“Documentaries and the Corporate World: Uniting for Global Challenges”
Moderated by: Sharon Anderson Morris, Managing Director, FiReFilms
Filmmakers in Attendance:
-Roger Ressmeyer, Director and Producer, Visions of Tomorrow
-Robert Stone, Director, Pandora’s Promise
-Josh Tickell, Producer / Director of FUEL and PUMP!
-Louie Schwartzberg, Founder, Moving Art
The breakout session highlighted the current projects of four distinguished filmmakers that have been in attendance at FiRe. As the session began, they went around the room and each filmmaker explained who they were, what passions and issues drive them as a filmmaker, and segments from their current works were shown.
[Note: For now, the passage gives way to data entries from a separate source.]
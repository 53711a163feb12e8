//! `/auth_saml` endpoints.
//!
//! Flow:
//! - The login page calls `list_providers` to render one button per provider.
//! - Clicking a button calls `get_auth_request` with a relay state and sends
//!   the browser to the returned IdP URL.
//! - The IdP posts the `SAMLResponse` back to `signin`, which answers with a
//!   `303` to the application or to a coded error page.
//!
//! The JSON endpoints always answer `200`; failures degrade to `null` or `[]`.

pub mod fragment;
pub mod redirect;
mod rpc;
pub mod state;


use axum::{
    Extension, Form, Json, Router,
    body::Bytes,
    extract::{
        Query,
        rejection::{FormRejection, QueryRejection},
    },
    http::HeaderMap,
    middleware,
    response::{IntoResponse, Response},
    routing::get,
};
use serde::Deserialize;
use std::sync::Arc;
use tracing::debug;
use utoipa::{IntoParams, ToSchema};

use crate::saml::{self, AuthRequestResponse, Provider, SignInParams};

pub use state::{SamlConfig, SamlState};

#[derive(ToSchema, IntoParams, Deserialize, Debug, Default)]
#[into_params(parameter_in = Query)]
pub struct GetAuthRequestParams {
    /// Encoded relay state naming the tenant and the provider.
    #[serde(default)]
    pub relaystate: Option<String>,
}

#[derive(ToSchema, IntoParams, Deserialize, Debug, Default)]
#[into_params(parameter_in = Query)]
pub struct ListProvidersParams {
    /// Tenant (database) name.
    #[serde(default)]
    pub dbname: Option<String>,
}

#[derive(IntoParams, Deserialize)]
#[into_params(parameter_in = Query)]
#[allow(dead_code)]
struct SignInQuery {
    #[serde(rename = "SAMLResponse")]
    saml_response: Option<String>,
    #[serde(rename = "RelayState")]
    relay_state: Option<String>,
}

#[must_use]
pub fn routes() -> Router {
    Router::new()
        .route(
            "/auth_saml/get_auth_request",
            get(get_auth_request).post(get_auth_request_json),
        )
        .route(
            "/auth_saml/list_providers",
            get(list_providers).post(list_providers_json),
        )
        .route(
            "/auth_saml/signin",
            get(signin)
                .post(signin_form)
                .layer(middleware::from_fn(fragment::promote_fragment)),
        )
}

#[utoipa::path(
    get,
    path = "/auth_saml/get_auth_request",
    params(GetAuthRequestParams),
    responses(
        (status = 200, description = "IdP request, or null when it cannot be built", body = AuthRequestResponse)
    ),
    tag = "auth_saml"
)]
pub async fn get_auth_request(
    state: Extension<Arc<SamlState>>,
    params: Result<Query<GetAuthRequestParams>, QueryRejection>,
) -> Json<AuthRequestResponse> {
    let params = params.map(|Query(params)| params).unwrap_or_default();
    Json(saml::get_auth_request(state.registry(), params.relaystate.as_deref()).await)
}

#[utoipa::path(
    post,
    path = "/auth_saml/get_auth_request",
    request_body(content = GetAuthRequestParams, description = "Plain object or JSON-RPC call"),
    responses(
        (status = 200, description = "IdP request, or null when it cannot be built", body = AuthRequestResponse)
    ),
    tag = "auth_saml"
)]
pub async fn get_auth_request_json(state: Extension<Arc<SamlState>>, body: Bytes) -> Response {
    let (params, reply) = rpc::parse::<GetAuthRequestParams>(&body);
    let response = saml::get_auth_request(state.registry(), params.relaystate.as_deref()).await;
    reply.respond(response)
}

#[utoipa::path(
    get,
    path = "/auth_saml/list_providers",
    params(ListProvidersParams),
    responses(
        (status = 200, description = "Enabled providers ordered by sequence", body = [Provider])
    ),
    tag = "auth_saml"
)]
pub async fn list_providers(
    state: Extension<Arc<SamlState>>,
    params: Result<Query<ListProvidersParams>, QueryRejection>,
) -> Json<Vec<Provider>> {
    let params = params.map(|Query(params)| params).unwrap_or_default();
    Json(saml::list_providers(state.registry(), params.dbname.as_deref()).await)
}

#[utoipa::path(
    post,
    path = "/auth_saml/list_providers",
    request_body(content = ListProvidersParams, description = "Plain object or JSON-RPC call"),
    responses(
        (status = 200, description = "Enabled providers ordered by sequence", body = [Provider])
    ),
    tag = "auth_saml"
)]
pub async fn list_providers_json(state: Extension<Arc<SamlState>>, body: Bytes) -> Response {
    let (params, reply) = rpc::parse::<ListProvidersParams>(&body);
    let providers = saml::list_providers(state.registry(), params.dbname.as_deref()).await;
    reply.respond(providers)
}

#[utoipa::path(
    get,
    path = "/auth_saml/signin",
    params(SignInQuery),
    responses(
        (status = 200, description = "Fragment bounce page when called without parameters", content_type = "text/html"),
        (status = 303, description = "Redirect to the application or to a coded login error")
    ),
    tag = "auth_saml"
)]
pub async fn signin(
    state: Extension<Arc<SamlState>>,
    headers: HeaderMap,
    params: Result<Query<SignInParams>, QueryRejection>,
) -> Response {
    let params = params.map(|Query(params)| params).unwrap_or_else(|err| {
        debug!(error = %err, "unparseable sign-in query");
        SignInParams::default()
    });
    complete(&state, &headers, params).await
}

#[utoipa::path(
    post,
    path = "/auth_saml/signin",
    request_body(content = String, content_type = "application/x-www-form-urlencoded", description = "SAMLResponse and RelayState (HTTP-POST binding)"),
    responses(
        (status = 303, description = "Redirect to the application or to a coded login error")
    ),
    tag = "auth_saml"
)]
pub async fn signin_form(
    state: Extension<Arc<SamlState>>,
    headers: HeaderMap,
    params: Result<Form<SignInParams>, FormRejection>,
) -> Response {
    let params = params.map(|Form(params)| params).unwrap_or_else(|err| {
        debug!(error = %err, "unparseable sign-in form");
        SignInParams::default()
    });
    complete(&state, &headers, params).await
}

async fn complete(state: &SamlState, headers: &HeaderMap, params: SignInParams) -> Response {
    let decision = saml::sign_in(state.registry(), params).await;
    redirect::respond(state.config(), headers, decision).into_response()
}
use super::handlers::{auth_saml, health};
use crate::saml::{AuthRequestResponse, Provider};
use utoipa::OpenApi;
use utoipa::openapi::{Contact, InfoBuilder, License};

#[derive(OpenApi)]
#[openapi(
    paths(
        health::health,
        auth_saml::get_auth_request,
        auth_saml::get_auth_request_json,
        auth_saml::list_providers,
        auth_saml::list_providers_json,
        auth_saml::signin,
        auth_saml::signin_form,
    ),
    components(schemas(
        health::Health,
        Provider,
        AuthRequestResponse,
        auth_saml::GetAuthRequestParams,
        auth_saml::ListProvidersParams,
    )),
    tags(
        (name = "auth_saml", description = "SAML single sign-on"),
        (name = "health", description = "Service health")
    )
)]
struct ApiDoc;

#[must_use]
pub fn openapi() -> utoipa::openapi::OpenApi {
    let mut doc = ApiDoc::openapi();
    doc.info = cargo_info();
    doc
}

fn cargo_info() -> utoipa::openapi::Info {
    // Use Cargo.toml metadata instead of the utoipa crate info defaults.
    let mut info = InfoBuilder::new()
        .title(env!("CARGO_PKG_NAME"))
        .version(env!("CARGO_PKG_VERSION"))
        .description(optional_str(env!("CARGO_PKG_DESCRIPTION")))
        .build();

    info.contact = cargo_contact();
    info.license = cargo_license();
    info
}

fn cargo_contact() -> Option<Contact> {
    // Cargo authors are `:` separated and may include "Name <email>".
    let authors = env!("CARGO_PKG_AUTHORS");
    let primary = authors.split(':').next().map(str::trim)?;
    if primary.is_empty() {
        return None;
    }

    let (name, email) = parse_author(primary);
    if name.is_none() && email.is_none() {
        return None;
    }

    let mut contact = Contact::new();
    contact.name = name.map(str::to_string);
    contact.email = email.map(str::to_string);
    Some(contact)
}

fn cargo_license() -> Option<License> {
    let identifier = optional_str(env!("CARGO_PKG_LICENSE"))?;
    let mut license = License::new(identifier);
    license.identifier = Some(identifier.to_string());
    Some(license)
}

fn optional_str(value: &'static str) -> Option<&'static str> {
    let trimmed = value.trim();
    if trimmed.is_empty() {
        None
    } else {
        Some(trimmed)
    }
}

fn parse_author(author: &str) -> (Option<&str>, Option<&str>) {
    if let Some(start) = author.find('<') {
        let name = author[..start].trim();
        let email = author[start + 1..].trim_end_matches('>').trim();
        let name = if name.is_empty() { None } else { Some(name) };
        let email = if email.is_empty() { None } else { Some(email) };
        (name, email)
    } else {
        let name = author.trim();
        (if name.is_empty() { None } else { Some(name) }, None)
    }
}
Topics covered included environmental issues such as the future of nuclear power, America’s addiction to oil, the role of mushrooms in our ecosystem, in addition to a visionary project about the power of positive thinking and it’s role in shaping our future world.
After the intro presentation from each of the filmmakers, a robust discussion began about the types of films and issue trends that the participants in the room would like to see addressed in future films. Issues identified included the commoditization of human beings in the international slave and sex trades, the growing economic, political, and social gaps that are surfacing and causing issues in the developed world, and continued emphasis on global warming and climate change.
Key Takeaways from the session:
- Making a film takes a certain level of passion and dedication to a particular issue and must be a labor of love to get it to the finish line. Fundraising is never a complete process.
- The questions of funding and new models of distribution are ever present in the current world of documentary filmmaking. No one has yet to figure out an efficient model to solve these problems.
- A brand new distribution model for documentaries- simultaneous international release on iTunes in 25 countries, will be attempted for the first time by Robert Stone, Director of Pandora’s Promise. He is uncertain what the result will be, but curious to see if this will be a viable model going forward.
- Last year’s Sundance Film Festival only included one documentary on environmental issues. This is a major festival for social change documentary filmmaking, and this fact left the crowd wondering why this was the case. This fact helped lead into the discussion of what films they would like to see made in the near future.
- FiReFilms will continue to work to reach out to the SNS Network to help make and spread the word about social change documentary film, in addition to further defining the role that it can best play in this process.